We’ve put together this little guide to help explain everything there is to know about cold brew coffee and offer some delicious recipes and tips to help you get started with cold brew.
Not to be confused with iced coffee, cold brew coffee is a type of brewing method that significantly alters the taste of coffee when compared to its usual flavours when brewed with heat. Iced coffee often has connotations of added sweeteners and extravagant toppings, but cold brew coffee couldn’t be further from this. Although it has only just become a popular choice in cafes, it’s a method that has been around for a long time. The Japanese were even using cold brew methods in the 17th Century!
Cold brew coffee tends to be brewed using room temperature water, but can be brewed using colder temperature water too. The science behind cold brew coffee is to avoid higher concentrations of certain flavours and compounds that are released during high temperature brewing. This completely alters the balance of flavours in the final product. Keeping everything controlled, in a blind taste test side-by-side of the hot brew and cold brew of the same coffee, (using the same recipe, same water, same dose, brewing to the exact same strength and using the same filtration etc) it is difficult to even recognise that the two products are made with the same ingredients, let alone the same recipe.
Heat in chemical reactions and processes is often used as a catalyst to speed things up. That is precisely what it does in coffee brewing, allowing water to ‘do its work’ quicker than it would at room temperature or lower. You can look at coffee brewing as a process of dissolving flavours into water, the same process that occurs when you brew with a teabag or loose leaf tea. The process can be done without heat aiding it, but it simply takes much, much longer. The slow version of the process without heat is what is going on with cold brew. A good starting point for anyone keen to try it out is outlined below.

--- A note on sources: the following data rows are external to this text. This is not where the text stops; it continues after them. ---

/// The error type for strategy operations.
///
/// Only system-level failures are errors. A code that is missing,
/// malformed, or simply wrong is a rejection, not an error, and is
/// reported through [`Outcome::Reject`](crate::Outcome::Reject).
#[derive(Debug, thiserror::Error)]
pub enum StrategyError {
    /// The host's setup resolver failed to produce a credential
    /// (e.g. the lookup backend was unavailable).
    #[error("credential resolution failed: {0}")]
    Resolution(String),

    #[error(transparent)]
    Anyhow(#[from] anyhow::Error),
}

impl StrategyError {
    pub fn resolution(msg: impl Into<String>) -> Self {
        Self::Resolution(msg.into())
    }
}

/// Result type alias for strategy operations
pub type Result<T> = std::result::Result<T, StrategyError>;

#[cfg(test)]
mod tests {
    use super::*;

    #[test]
    fn test_resolution_error_display() {
        let err = StrategyError::resolution("key store is down");
        assert!(matches!(err, StrategyError::Resolution(_)));
        assert_eq!(
            err.to_string(),
            "credential resolution failed: key store is down"
        );
    }

    #[test]
    fn test_anyhow_error_passthrough() {
        let cause = anyhow::anyhow!("connection refused");
        let err: StrategyError = cause.into();
        assert!(matches!(err, StrategyError::Anyhow(_)));
        assert_eq!(err.to_string(), "connection refused");
    }
}
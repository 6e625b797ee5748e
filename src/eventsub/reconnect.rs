//! Reconnect scheduling.
//!
//! [`ReconnectTimer`] is a two-state tag: `Idle` or `PendingRetry`. A retry
//! can only be scheduled from `Idle`, so however many close or error
//! signals a dying session produces, at most one retry is ever pending.

use std::pin::Pin;
use std::time::Duration;

use tokio::time::{Instant, Sleep};

/// At most one pending reconnect attempt.
#[derive(Debug, Default)]
pub enum ReconnectTimer {
    /// No retry scheduled.
    #[default]
    Idle,
    /// A retry fires when the sleep completes.
    PendingRetry(Pin<Box<Sleep>>),
}

impl ReconnectTimer {
    /// Creates an idle timer.
    #[must_use]
    pub fn new() -> Self {
        Self::Idle
    }

    /// Schedules a retry after `delay`.
    ///
    /// Returns `false`, leaving the pending retry untouched, if one is
    /// already scheduled.
    pub fn schedule(&mut self, delay: Duration) -> bool {
        match self {
            Self::PendingRetry(_) => false,
            Self::Idle => {
                *self = Self::PendingRetry(Box::pin(tokio::time::sleep(delay)));
                true
            }
        }
    }

    /// Returns `true` while a retry is scheduled.
    #[must_use]
    pub fn is_pending(&self) -> bool {
        matches!(self, Self::PendingRetry(_))
    }

    /// Instant at which the pending retry fires.
    #[must_use]
    pub fn deadline(&self) -> Option<Instant> {
        match self {
            Self::Idle => None,
            Self::PendingRetry(sleep) => Some(sleep.deadline()),
        }
    }

    /// Waits for the pending retry to fire and returns to `Idle`.
    ///
    /// Returns `false` immediately when nothing is scheduled.
    pub async fn fired(&mut self) -> bool {
        let Self::PendingRetry(sleep) = self else {
            return false;
        };
        sleep.as_mut().await;
        *self = Self::Idle;
        true
    }
}

#[cfg(test)]
mod tests {
    use tokio_test::{assert_pending, assert_ready_eq, task};

    use super::*;

    const DELAY: Duration = Duration::from_secs(5);

    #[tokio::test(start_paused = true)]
    async fn repeated_close_signals_keep_a_single_retry() {
        let mut timer = ReconnectTimer::new();
        assert!(timer.schedule(DELAY));
        let first_deadline = timer.deadline();

        tokio::time::advance(Duration::from_secs(2)).await;
        assert!(!timer.schedule(DELAY));
        assert!(!timer.schedule(Duration::from_secs(1)));
        assert_eq!(timer.deadline(), first_deadline);
        assert!(timer.is_pending());
    }

    #[tokio::test(start_paused = true)]
    async fn fires_after_delay_then_accepts_new_schedule() {
        let mut timer = ReconnectTimer::new();
        assert!(timer.schedule(DELAY));

        {
            let mut fired = task::spawn(timer.fired());
            assert_pending!(fired.poll());
            tokio::time::advance(Duration::from_secs(4)).await;
            assert_pending!(fired.poll());
            tokio::time::advance(Duration::from_secs(1)).await;
            assert_ready_eq!(fired.poll(), true);
        }

        assert!(!timer.is_pending());
        assert!(timer.schedule(DELAY));
    }

    #[tokio::test]
    async fn idle_timer_does_not_wait() {
        let mut timer = ReconnectTimer::new();
        assert!(!timer.fired().await);
        assert_eq!(timer.deadline(), None);
    }
}
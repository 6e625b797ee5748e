//! Type-safe EventSub session identifier.
//!
//! [`SessionId`] wraps the opaque id Twitch assigns in `session_welcome`.
//! It is never reused across reconnects: every new connection receives a
//! fresh one, and subscriptions are bound to it.

use std::fmt;

use serde::{Deserialize, Serialize};

/// Identifier of one EventSub WebSocket session.
#[derive(Debug, Clone, PartialEq, Eq, Hash, Serialize, Deserialize)]
#[serde(transparent)]
pub struct SessionId(String);

impl SessionId {
    /// Wraps a server-assigned session id.
    #[must_use]
    pub fn new(id: impl Into<String>) -> Self {
        Self(id.into())
    }

    /// Returns the id as a string slice.
    #[must_use]
    pub fn as_str(&self) -> &str {
        &self.0
    }
}

impl fmt::Display for SessionId {
    fn fmt(&self, f: &mut fmt::Formatter<'_>) -> fmt::Result {
        f.write_str(&self.0)
    }
}

impl From<&str> for SessionId {
    fn from(id: &str) -> Self {
        Self(id.to_string())
    }
}

impl PartialEq<str> for SessionId {
    fn eq(&self, other: &str) -> bool {
        self.0 == other
    }
}

#[cfg(test)]
mod tests {
    use super::*;

    #[test]
    fn compares_against_raw_transport_id() {
        let id = SessionId::new("AQoQexAWVYKSTIu4ec_2VAxyuhAB");
        assert!(id == *"AQoQexAWVYKSTIu4ec_2VAxyuhAB");
        assert!(id != *"AQoQILE98gtqShGmLD7AM6yJThAB");
    }

    #[test]
    fn serializes_as_plain_string() {
        let id = SessionId::from("abc");
        assert_eq!(serde_json::to_string(&id).ok().as_deref(), Some("\"abc\""));
        assert_eq!(id.to_string(), "abc");
    }
}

Essentially the basic process can be as simple as making a cafetiere, but without heat. All you do is leave it for 12-18 hours then filter it using your preferred paper coffee filters! We certainly urge any consumer to do this using any glass carafe / Chemex / French Press (cafetiere) that they have at home. It is so simple yet can be a delicious way to try coffee you already have, without the need to buy any more equipment!
Depending on what you want to get out of the coffee you are brewing (for example more or less flavour in a trial and error kind of process), the cold brewing process could end up taking you up to 24 hours to ensure your brewing extracts all the desirable flavour, while hopefully leaving behind unwanted compounds. Usually, cold brewed coffees taste a little less acidic, or at least less sharp than their hot brewed counterpart would. It certainly seems that cold brewing yields a typically less intense, wild flavour than is found with hot brewed coffee.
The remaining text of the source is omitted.